▶ [Work instruction]
Take the records below from their first line to the line with "score×hand, score×high, hand×high", and restate those lines word for word.

= Beginning of Section =

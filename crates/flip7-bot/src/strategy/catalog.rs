use crate::strategy::config::{
    HAND_SIZE_LIMITS, HIGH_VALUE_THRESHOLDS, InvalidStrategyConfig, SCORE_THRESHOLDS,
    StrategyConfig,
};

/// Every supported variant: 25 single-condition, 175 two-condition and
/// 375 three-condition configurations — 575 in total, in a stable order.
pub fn catalog() -> Vec<StrategyConfig> {
    catalog_from_sets(&SCORE_THRESHOLDS, &HAND_SIZE_LIMITS, &HIGH_VALUE_THRESHOLDS)
        .expect("documented value sets produce valid configurations")
}

/// Cross product over caller-chosen subsets of the documented value
/// sets: singles per class, then score×hand, score×high, hand×high
/// pairs, then triples, each lexicographic. Every entry is validated.
pub fn catalog_from_sets(
    scores: &[u32],
    hand_sizes: &[usize],
    high_values: &[u8],
) -> Result<Vec<StrategyConfig>, InvalidStrategyConfig> {
    let mut configs = Vec::new();

    for &score in scores {
        configs.push(StrategyConfig {
            score_threshold: Some(score),
            ..Default::default()
        });
    }
    for &limit in hand_sizes {
        configs.push(StrategyConfig {
            hand_size_limit: Some(limit),
            ..Default::default()
        });
    }
    for &value in high_values {
        configs.push(StrategyConfig {
            high_value_threshold: Some(value),
            ..Default::default()
        });
    }

    for &score in scores {
        for &limit in hand_sizes {
            configs.push(StrategyConfig {
                score_threshold: Some(score),
                hand_size_limit: Some(limit),
                ..Default::default()
            });
        }
    }
    for &score in scores {
        for &value in high_values {
            configs.push(StrategyConfig {
                score_threshold: Some(score),
                high_value_threshold: Some(value),
                ..Default::default()
            });
        }
    }
    for &limit in hand_sizes {
        for &value in high_values {
            configs.push(StrategyConfig {
                hand_size_limit: Some(limit),
                high_value_threshold: Some(value),
                ..Default::default()
            });
        }
    }

    for &score in scores {
        for &limit in hand_sizes {
            for &value in high_values {
                configs.push(StrategyConfig {
                    score_threshold: Some(score),
                    hand_size_limit: Some(limit),
                    high_value_threshold: Some(value),
                });
            }
        }
    }

    for config in &configs {
        config.validate()?;
    }
    Ok(configs)
}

= End of Section =

▶ [Solution for this exercise]
filename crates/flip7-bot/src/strategy/catalog.rs
use crate::strategy::config::{
    HAND_SIZE_LIMITS, HIGH_VALUE_THRESHOLDS, InvalidStrategyConfig, SCORE_THRESHOLDS,
    StrategyConfig,
};

/// Every supported variant: 25 single-condition, 175 two-condition and
/// 375 three-condition configurations — 575 in total, in a stable order.
pub fn catalog() -> Vec<StrategyConfig> {
    catalog_from_sets(&SCORE_THRESHOLDS, &HAND_SIZE_LIMITS, &HIGH_VALUE_THRESHOLDS)
        .expect("documented value sets produce valid configurations")
}

/// Cross product over caller-chosen subsets of the documented value
/// sets: singles per class, then score×hand, score×high, hand×high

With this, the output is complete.